Exercise objective - Only lines containing the string "impl" belong in the answer; copy all of them from the entries.

(Stored items from a collection)
☆ ☆ ☆ ☆
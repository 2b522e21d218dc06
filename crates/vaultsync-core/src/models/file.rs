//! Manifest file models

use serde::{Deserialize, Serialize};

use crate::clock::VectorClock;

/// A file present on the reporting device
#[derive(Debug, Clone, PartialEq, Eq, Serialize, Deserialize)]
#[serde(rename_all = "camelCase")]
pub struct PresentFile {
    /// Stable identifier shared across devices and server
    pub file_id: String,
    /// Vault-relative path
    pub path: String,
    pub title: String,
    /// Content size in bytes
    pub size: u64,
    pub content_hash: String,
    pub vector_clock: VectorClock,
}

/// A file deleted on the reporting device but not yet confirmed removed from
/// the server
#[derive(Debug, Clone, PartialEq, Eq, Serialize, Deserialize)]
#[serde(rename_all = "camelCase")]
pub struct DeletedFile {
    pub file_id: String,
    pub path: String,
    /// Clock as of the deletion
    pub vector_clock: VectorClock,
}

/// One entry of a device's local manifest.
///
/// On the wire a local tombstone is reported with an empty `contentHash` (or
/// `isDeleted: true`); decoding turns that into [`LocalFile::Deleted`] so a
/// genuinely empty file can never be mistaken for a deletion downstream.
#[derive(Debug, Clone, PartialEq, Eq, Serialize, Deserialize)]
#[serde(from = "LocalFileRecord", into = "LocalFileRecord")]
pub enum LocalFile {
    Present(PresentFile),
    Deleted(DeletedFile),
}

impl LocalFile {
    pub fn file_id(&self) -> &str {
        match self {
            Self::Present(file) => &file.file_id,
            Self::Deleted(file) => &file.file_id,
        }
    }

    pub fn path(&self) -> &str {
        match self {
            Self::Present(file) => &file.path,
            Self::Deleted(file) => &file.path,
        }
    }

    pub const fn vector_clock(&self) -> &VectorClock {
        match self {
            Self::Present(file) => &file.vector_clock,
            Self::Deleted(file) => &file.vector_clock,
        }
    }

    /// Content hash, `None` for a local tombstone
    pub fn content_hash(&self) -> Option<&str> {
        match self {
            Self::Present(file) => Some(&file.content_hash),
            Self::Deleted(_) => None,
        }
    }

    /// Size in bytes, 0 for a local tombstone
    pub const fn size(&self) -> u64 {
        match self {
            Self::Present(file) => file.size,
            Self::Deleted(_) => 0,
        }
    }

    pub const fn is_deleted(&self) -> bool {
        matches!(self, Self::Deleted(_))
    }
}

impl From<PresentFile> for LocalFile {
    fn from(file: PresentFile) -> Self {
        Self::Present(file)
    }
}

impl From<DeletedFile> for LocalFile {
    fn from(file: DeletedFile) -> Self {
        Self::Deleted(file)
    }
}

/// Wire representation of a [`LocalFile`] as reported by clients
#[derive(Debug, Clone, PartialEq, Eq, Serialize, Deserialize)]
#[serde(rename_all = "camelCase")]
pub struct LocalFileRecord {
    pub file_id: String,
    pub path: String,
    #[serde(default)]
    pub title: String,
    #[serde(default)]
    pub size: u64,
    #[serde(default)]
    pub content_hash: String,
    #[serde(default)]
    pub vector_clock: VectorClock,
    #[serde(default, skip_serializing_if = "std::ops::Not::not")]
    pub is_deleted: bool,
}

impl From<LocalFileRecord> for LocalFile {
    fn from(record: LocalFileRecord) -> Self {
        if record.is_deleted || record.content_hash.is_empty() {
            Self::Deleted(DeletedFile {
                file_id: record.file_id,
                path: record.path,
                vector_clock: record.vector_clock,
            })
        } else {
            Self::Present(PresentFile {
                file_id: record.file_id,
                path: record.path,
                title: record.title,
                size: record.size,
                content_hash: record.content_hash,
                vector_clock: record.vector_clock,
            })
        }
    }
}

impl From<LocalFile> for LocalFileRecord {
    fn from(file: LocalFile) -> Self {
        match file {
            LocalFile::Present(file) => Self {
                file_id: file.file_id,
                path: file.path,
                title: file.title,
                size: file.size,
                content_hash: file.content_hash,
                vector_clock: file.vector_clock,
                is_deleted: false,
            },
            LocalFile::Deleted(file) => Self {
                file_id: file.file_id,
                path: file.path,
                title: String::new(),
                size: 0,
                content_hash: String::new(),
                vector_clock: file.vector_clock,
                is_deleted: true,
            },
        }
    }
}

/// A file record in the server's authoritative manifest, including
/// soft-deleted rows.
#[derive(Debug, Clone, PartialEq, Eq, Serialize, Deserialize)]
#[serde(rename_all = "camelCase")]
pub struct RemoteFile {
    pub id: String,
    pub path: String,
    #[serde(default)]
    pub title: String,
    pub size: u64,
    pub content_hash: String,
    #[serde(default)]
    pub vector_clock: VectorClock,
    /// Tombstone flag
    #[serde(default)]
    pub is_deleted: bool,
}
☆ ☆ ☆ ☆
Result of this exercise -
impl LocalFile {
impl From<PresentFile> for LocalFile {
impl From<DeletedFile> for LocalFile {
impl From<LocalFileRecord> for LocalFile {
impl From<LocalFile> for LocalFileRecord {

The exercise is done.